Une publication effectuée en collaboration avec la bibliothèque de sciences sociales de l'Université de Québec.


La Nouvelle Gazette Rhénane

F. Engels

La séance de la seconde Chambre à Berlin, le 13 avril

n°277, 20 avril 1849


Cologne, le 19 avril.

Une fois encore revenons pour changer à notre chère seconde Chambre de Berlin. Elle a contrôlé des élections, promulgué des adresses, fabriqué un règlement et traité avec un intérêt particulièrement rare une question qui, on le sait, a sa place dans le feuilleton de la Nouvelle Gazette rhénane : la question impériale allemande [1] . Tout ceci a été complètement rejeté dans l'ombre par les canonnades de Novare et de Pest, et même la « bataille navale » d'Eckernförde et l'assaut donné aux fortifications de Duppel [2] ont fait plus d'effet que tous les discours de droite et de gauche de la représentation populaire prussienne.

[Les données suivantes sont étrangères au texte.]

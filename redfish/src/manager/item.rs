// SPDX-FileCopyrightText: Copyright (c) 2025 NVIDIA CORPORATION & AFFILIATES. All rights reserved.
// SPDX-License-Identifier: Apache-2.0
//
// Licensed under the Apache License, Version 2.0 (the "License");
// you may not use this file except in compliance with the License.
// You may obtain a copy of the License at
//
// http://www.apache.org/licenses/LICENSE-2.0
//
// Unless required by applicable law or agreed to in writing, software
// distributed under the License is distributed on an "AS IS" BASIS,
// WITHOUT WARRANTIES OR CONDITIONS OF ANY KIND, either express or implied.
// See the License for the specific language governing permissions and
// limitations under the License.

use crate::action;
use crate::chassis::check_reset_type;
use crate::chassis::Chassis;
use crate::collection;
use crate::computer_system::ComputerSystem;
use crate::ethernet_interface::EthernetInterface;
use crate::log_service::LogService;
use crate::manager::ManagerNetworkProtocol;
use crate::resource::FromBase;
use crate::resource::PowerState;
use crate::resource::ResetBody;
use crate::resource::ResetType;
use crate::resource::Resource;
use crate::resource::ResourceBase;
use crate::resource::Status;
use crate::retry::HealthProbe;
use crate::task_service::Task;
use crate::Error;
use http::Method;
use rsfish_core::Action;
use rsfish_core::Bmc;
use rsfish_core::Link;
use rsfish_core::LinkList;
use serde::Deserialize;
use serde::Serialize;

/// Kind of a manager.
#[derive(Debug, Clone, Copy, PartialEq, Eq, Hash, Serialize, Deserialize)]
pub enum ManagerType {
    /// A controller that provides management functions for a system.
    ManagementController,
    /// A controller that provides management functions for an enclosure.
    EnclosureManager,
    /// A baseboard management controller.
    BMC,
    /// A controller that provides management functions for a rack.
    RackManager,
    /// A controller that provides management functions for an auxiliary controller.
    AuxiliaryController,
    /// A software-based service that provides management functions.
    Service,
    /// Value not known to this library.
    #[serde(other)]
    Unknown,
}

/// `ResetType` parameter of `#Manager.ResetToDefaults`.
#[derive(Debug, Clone, Copy, PartialEq, Eq, Hash, Serialize, Deserialize)]
pub enum ResetToDefaultsType {
    /// Reset all settings to factory defaults.
    ResetAll,
    /// Reset all settings except network and local user names and passwords.
    PreserveNetworkAndUsers,
    /// Reset all settings except network settings.
    PreserveNetwork,
}

/// Data of a manager.
#[derive(Debug, Clone, Default, PartialEq, Serialize, Deserialize)]
#[serde(rename_all = "PascalCase")]
pub struct ManagerData {
    /// Kind of manager.
    pub manager_type: Option<ManagerType>,
    /// Firmware version.
    pub firmware_version: Option<String>,
    /// Manufacturer.
    pub manufacturer: Option<String>,
    /// Model.
    pub model: Option<String>,
    /// UUID of the manager.
    #[serde(rename = "UUID")]
    pub uuid: Option<String>,
    /// Current date and time.
    pub date_time: Option<String>,
    /// Offset from UTC, e.g. `+01:00`.
    pub date_time_local_offset: Option<String>,
    /// Power state.
    pub power_state: Option<PowerState>,
    /// Status of the manager.
    pub status: Option<Status>,
}

#[derive(Deserialize, Default)]
struct ManagerLinks {
    #[serde(rename = "ManagerForServers", default)]
    manager_for_servers: LinkList,
    #[serde(rename = "ManagerForChassis", default)]
    manager_for_chassis: LinkList,
}

#[derive(Deserialize, Default)]
struct ManagerActions {
    #[serde(rename = "#Manager.Reset")]
    reset: Option<Action>,
    #[serde(rename = "#Manager.ResetToDefaults")]
    reset_to_defaults: Option<Action>,
}

#[derive(Deserialize)]
struct ManagerSchema {
    #[serde(flatten)]
    data: ManagerData,
    #[serde(rename = "NetworkProtocol", default)]
    network_protocol: Link,
    #[serde(rename = "EthernetInterfaces", default)]
    ethernet_interfaces: Link,
    #[serde(rename = "LogServices", default)]
    log_services: Link,
    #[serde(rename = "Links", default)]
    links: ManagerLinks,
    #[serde(rename = "Actions", default)]
    actions: ManagerActions,
}

#[derive(Serialize)]
struct ResetToDefaultsBody {
    #[serde(rename = "ResetType")]
    reset_type: ResetToDefaultsType,
}

/// Represents a manager (BMC) in the service.
pub struct Manager<B: Bmc> {
    base: ResourceBase<B>,
    /// Decoded manager data.
    pub data: ManagerData,
    network_protocol: Link,
    ethernet_interfaces: Link,
    log_services: Link,
    links: ManagerLinks,
    actions: ManagerActions,
}

impl<B: Bmc> Manager<B> {
    /// Network protocol settings of the manager.
    ///
    /// # Errors
    ///
    /// Returns [`Error::NotSupported`] if the manager has no
    /// `NetworkProtocol` link, or any fetch error.
    pub async fn network_protocol(&self) -> Result<ManagerNetworkProtocol<B>, Error<B>> {
        self.base
            .follow(&self.network_protocol, "Manager NetworkProtocol")
            .await
    }

    /// Network interfaces of the manager.
    ///
    /// # Errors
    ///
    /// Returns error if fetching the collection or an interface fails.
    pub async fn ethernet_interfaces(&self) -> Result<Vec<EthernetInterface<B>>, Error<B>> {
        self.base.list(&self.ethernet_interfaces).await
    }

    /// Log services of the manager.
    ///
    /// # Errors
    ///
    /// Returns error if fetching the collection or a member fails.
    pub async fn log_services(&self) -> Result<Vec<LogService<B>>, Error<B>> {
        self.base.list(&self.log_services).await
    }

    /// Systems managed by this manager.
    ///
    /// # Errors
    ///
    /// Returns error if fetching a system fails.
    pub async fn manager_for_servers(&self) -> Result<Vec<ComputerSystem<B>>, Error<B>> {
        collection::resolve(self.base.bmc(), &self.links.manager_for_servers).await
    }

    /// Chassis managed by this manager.
    ///
    /// # Errors
    ///
    /// Returns error if fetching a chassis fails.
    pub async fn manager_for_chassis(&self) -> Result<Vec<Chassis<B>>, Error<B>> {
        collection::resolve(self.base.bmc(), &self.links.manager_for_chassis).await
    }

    /// Reset the manager.
    ///
    /// # Errors
    ///
    /// Returns [`Error::NotSupported`] if the action is not advertised,
    /// [`Error::InvalidParameter`] if `reset_type` is not allowed, or any
    /// dispatch error.
    pub async fn reset(&self, reset_type: ResetType) -> Result<Option<Task<B>>, Error<B>> {
        let reset = self.actions.reset.as_ref();
        let target = action::target(reset, "Manager.Reset")?;
        check_reset_type(reset, reset_type)?;
        action::dispatch(self.base.bmc(), target, &ResetBody { reset_type }).await
    }

    /// Reset manager settings to factory defaults. This may reset the
    /// manager.
    ///
    /// # Errors
    ///
    /// Returns [`Error::NotSupported`] if the action is not advertised, or
    /// any dispatch error.
    pub async fn reset_to_defaults(
        &self,
        reset_type: ResetToDefaultsType,
    ) -> Result<Option<Task<B>>, Error<B>> {
        let target = action::target(
            self.actions.reset_to_defaults.as_ref(),
            "Manager.ResetToDefaults",
        )?;
        action::dispatch(self.base.bmc(), target, &ResetToDefaultsBody { reset_type }).await
    }
}

impl<B: Bmc> HealthProbe<B> for Manager<B> {
    async fn probe(&self) -> Result<(), Error<B>> {
        let current = self.refresh().await?;
        if current.id().inner().is_empty() {
            return Err(Error::Protocol {
                uri: self.odata_id().clone(),
                method: Method::GET,
                reason: "manager reports no Id".into(),
            });
        }
        Ok(())
    }

    async fn force_reset(&self) -> Result<(), Error<B>> {
        self.reset(ResetType::GracefulRestart).await.map(|_| ())
    }
}

impl<B: Bmc> FromBase<B> for Manager<B> {
    fn from_base(base: ResourceBase<B>) -> Result<Self, Error<B>> {
        let ManagerSchema {
            data,
            network_protocol,
            ethernet_interfaces,
            log_services,
            links,
            actions,
        } = base.decode()?;
        Ok(Self {
            base,
            data,
            network_protocol,
            ethernet_interfaces,
            log_services,
            links,
            actions,
        })
    }
}

impl<B: Bmc> Resource<B> for Manager<B> {
    fn base(&self) -> &ResourceBase<B> {
        &self.base
    }
}

#[cfg(test)]
mod tests {
    use super::*;
    use rsfish_bmc_mock::Bmc as MockBmc;
    use rsfish_bmc_mock::Expect;
    use rsfish_core::ErrorKind;
    use rsfish_core::ODataId;
    use std::io::Error as IoError;
    use std::sync::Arc;

    type TestBmc = MockBmc<IoError>;

    const URI: &str = "/redfish/v1/Managers/BMC";

    const MANAGER: &str = r##"{
        "@odata.id": "/redfish/v1/Managers/BMC",
        "Id": "BMC", "Name": "Manager", "ManagerType": "BMC",
        "FirmwareVersion": "1.00",
        "NetworkProtocol": {"@odata.id": "/redfish/v1/Managers/BMC/NetworkProtocol"},
        "Links": {"ManagerForServers": [{"@odata.id": "/redfish/v1/Systems/1"}]},
        "Actions": {
            "#Manager.Reset": {
                "target": "/redfish/v1/Managers/BMC/Actions/Manager.Reset",
                "ResetType@Redfish.AllowableValues": ["ForceRestart", "GracefulRestart"]
            },
            "#Manager.ResetToDefaults": {
                "target": "/redfish/v1/Managers/BMC/Actions/Manager.ResetToDefaults"
            }
        }
    }"##;

    async fn manager(bmc: &Arc<TestBmc>) -> Manager<TestBmc> {
        bmc.expect(Expect::get(URI, MANAGER));
        crate::resource::fetch(bmc, &ODataId::from(URI)).await.unwrap()
    }

    #[tokio::test]
    async fn probe_refreshes_manager() {
        let bmc = Arc::new(TestBmc::default());
        let manager = manager(&bmc).await;
        bmc.expect(Expect::get(URI, MANAGER));
        manager.probe().await.unwrap();

        bmc.expect(Expect::get(URI, r#"{"Name": "Manager"}"#));
        let err = manager.probe().await.err().unwrap();
        assert_eq!(err.kind(), ErrorKind::Protocol);
    }

    #[tokio::test]
    async fn force_reset_is_graceful_restart() {
        let bmc = Arc::new(TestBmc::default());
        let manager = manager(&bmc).await;
        bmc.expect(Expect::post(
            "/redfish/v1/Managers/BMC/Actions/Manager.Reset",
            r#"{"ResetType": "GracefulRestart"}"#,
            204,
            "",
        ));
        manager.force_reset().await.unwrap();
        assert_eq!(bmc.pending(), 0);
    }

    #[tokio::test]
    async fn reset_to_defaults_posts_type() {
        let bmc = Arc::new(TestBmc::default());
        let manager = manager(&bmc).await;
        bmc.expect(Expect::post(
            "/redfish/v1/Managers/BMC/Actions/Manager.ResetToDefaults",
            r#"{"ResetType": "PreserveNetwork"}"#,
            204,
            "",
        ));
        manager
            .reset_to_defaults(ResetToDefaultsType::PreserveNetwork)
            .await
            .unwrap();
        assert!(manager.ethernet_interfaces().await.unwrap().is_empty());
    }

    #[test]
    fn data_round_trip() {
        let data: ManagerData = serde_json::from_str(MANAGER).unwrap();
        let again: ManagerData =
            serde_json::from_value(serde_json::to_value(&data).unwrap()).unwrap();
        assert_eq!(data, again);
    }
}
// SPDX-FileCopyrightText: Copyright (c) 2025 NVIDIA CORPORATION & AFFILIATES. All rights reserved.
// SPDX-License-Identifier: Apache-2.0
//
// Licensed under the Apache License, Version 2.0 (the "License");
// you may not use this file except in compliance with the License.
// You may obtain a copy of the License at
//
// http://www.apache.org/licenses/LICENSE-2.0
//
// Unless required by applicable law or agreed to in writing, software
// distributed under the License is distributed on an "AS IS" BASIS,
// WITHOUT WARRANTIES OR CONDITIONS OF ANY KIND, either express or implied.
// See the License for the specific language governing permissions and
// limitations under the License.

//! Computer systems and their sub-resources.

mod bios;
mod item;
mod memory;
mod processor;

#[doc(inline)]
pub use bios::Bios;
#[doc(inline)]
pub use bios::BiosData;
#[doc(inline)]
pub use item::Boot;
#[doc(inline)]
pub use item::BootSourceOverrideEnabled;
#[doc(inline)]
pub use item::BootUpdate;
#[doc(inline)]
pub use item::BootSourceOverrideMode;
#[doc(inline)]
pub use item::BootSourceOverrideTarget;
#[doc(inline)]
pub use item::ComputerSystem;
#[doc(inline)]
pub use item::ComputerSystemData;
#[doc(inline)]
pub use item::ComputerSystemUpdate;
#[doc(inline)]
pub use item::MemorySummary;
#[doc(inline)]
pub use item::ProcessorSummary;
#[doc(inline)]
pub use item::SystemType;
#[doc(inline)]
pub use memory::Memory;
#[doc(inline)]
pub use memory::MemoryData;
#[doc(inline)]
pub use processor::Processor;
#[doc(inline)]
pub use processor::ProcessorData;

Mais maintenant que l'honorable Chambre est occupée aux trois lois baillon, la loi sur l'affichage, la loi sur les clubs et la loi sur la presse, qu'elle a déjà réglé l'une d'elles, la loi sur l'affichage, l'affaire nous touche quand même de plus près, et maintenant il devient plus intéressant de voir comment Messieurs nos députés font tout leur possible pour compléter la Constitution octroyée.

Prenons en main le compte rendu sténographique de la vingt-sixième séance du 13 avril.

Le député Lisiecki interpelle d'abord le ministère sur l'emploi de l'armée territoriale polonaise dans la guerre au Danemark.

Selon le paragraphe 61 de la loi sur l'armée territoriale [3] celle-ci ne doit être appelée qu'en cas d'attaques ennemies inopinées du pays. Toute son organisation repose sur le fait qu'alors elle doit être uniquement utilisée si l'armée permanente et la réserve sont insuffisantes. Et voilà qu'on fait appel à l'armée territoriale dans la guerre contre le petit Danemark alors qu'un seul corps d'armée active peut en venir à bout !

Qui plus est, bien que ce soit par un parjure et par la force brutale que la Posnanie prétendue allemande ait été incorporée à la sauvette à la Confédération germanique [4] , bien que selon tous les traités la partie située au-delà de la célèbre ligne de démarcation [5] n'ait rien à faire avec la Confédération germanique, une partie de l'armée territoriale expédiée au Schleswig a été levée en Posnanie, de chaque côté de la ligne de démarcation.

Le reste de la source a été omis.